Stöger: Schon so, wie Sie es skizzierten. Der FC war immer personenbezogen, das hatte man mit dem Verein auch verbunden. Es zeichnet diesen Klub aber auch auf eine Weise aus, dass es hier einige Gallionsfiguren gibt, die mit dem Geleisteten aus dem FC einen großen Traditionsverein machen.

SPOX: Jörg Schmadtke ist zwei Wochen nach Ihnen als Sportdirektor zum FC gewechselt. Schmadtke meinte kürzlich, sein Humor wäre schwarz. Ihren nennen Sie trocken. Wie spaßig ist denn die Zusammenarbeit?

Stöger: Es geht derbe zu (lacht). Er ist ein angenehmer Gesprächspartner, auch was die Themen außerhalb des Fußballs angeht. Die Qualität einer echten Zusammenarbeit zeichnet sich nicht dann aus, wenn man in der Tabelle weit oben steht, sondern wenn es finster wird. Derzeit funktioniert es in diesem Sinne bei uns noch zu gut, um eine abschließende Bewertung vornehmen zu können. Es gab bislang aber kaum Probleme zwischen uns und das stimmt uns beide positiv.

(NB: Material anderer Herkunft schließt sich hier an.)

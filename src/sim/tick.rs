//! Per-frame particle update
//!
//! Advances every particle by one display frame: edge reflection, motion,
//! then the cursor push. Rendering happens afterwards in `renderer`.

use glam::Vec2;

use super::state::{Cursor, FieldState, Particle};
use crate::consts::REPULSION_STRENGTH;

/// Advance the whole field by one frame
pub fn tick(state: &mut FieldState) {
    let bounds = state.bounds;
    let cursor = state.cursor;
    for particle in &mut state.particles {
        step_particle(particle, bounds, &cursor);
    }
}

/// Update a single particle in place
pub fn step_particle(particle: &mut Particle, bounds: Vec2, cursor: &Cursor) {
    reflect_edges(particle, bounds);
    particle.pos += particle.vel;
    if let Some(push) = repulsion(particle.pos, cursor) {
        particle.pos += push;
    }
}

/// Point the velocity back inside on any axis where the particle has left
/// `[0, bounds]`. Position is left untouched.
pub fn reflect_edges(particle: &mut Particle, bounds: Vec2) {
    if particle.pos.x < 0.0 {
        particle.vel.x = particle.vel.x.abs();
    } else if particle.pos.x > bounds.x {
        particle.vel.x = -particle.vel.x.abs();
    }
    if particle.pos.y < 0.0 {
        particle.vel.y = particle.vel.y.abs();
    } else if particle.pos.y > bounds.y {
        particle.vel.y = -particle.vel.y.abs();
    }
}

/// Displacement pushing `pos` away from the cursor this frame, if in reach
pub fn repulsion(pos: Vec2, cursor: &Cursor) -> Option<Vec2> {
    let (center, distance) = cursor.reach(pos)?;
    let away = (pos - center).normalize_or_zero();
    if away == Vec2::ZERO {
        return None;
    }
    let force = (cursor.radius - distance) / cursor.radius;
    Some(away * force * REPULSION_STRENGTH)
}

SPOX: Schmadtke wollte früher Trainer werden, Sie waren einige Jahre Sportdirektor. Hilft das?

Stöger: Das ist uns auch aufgefallen und sicher ein Grund für die angenehme Zusammenarbeit. Wir haben beide einen vergrößerten Blickwinkel, so dass wir gegenseitig schneller um Verständnis beim jeweils anderen werben können.

SPOX: Sie werden in Köln besonders für Ihre Achtung vor und Identifikation mit dem Klub gelobt. Sind diese Werte in der heutigen Zeit, in der Spieler am einen Tag das Wappen auf dem Trikot küssen und am anderen den Verein wechseln, überhaupt noch realistisch an alle vermittelbar?

Stöger: Weil das Geschäft einfach so kurzlebig ist, wird es zumindest immer schwieriger. Den Jungs ist es in dem speziellen Moment schon abzunehmen, dass sie euphorisch für ihren Verein sind und ihn lieben. Dass das wenige Monate später eine ganz andere Situation sein kann, muss man akzeptieren. Es kann ja immer sein, dass sich eine Möglichkeit ergibt, auf noch höherem Niveau zu spielen und seine persönliche Entwicklung voranzutreiben. Und dann geht man eben. Der Fan fragt sich natürlich, ob das echt ist. Ich glaube aber, dass es bei den allermeisten zu dem Zeitpunkt, zu dem aus der Emotion heraus das Wappen geküsst wird, eine hundertprozentig echte Geste ist.

SPOX: Vielleicht fragen sich manche Austria-Fans Ähnliches, was Sie angeht.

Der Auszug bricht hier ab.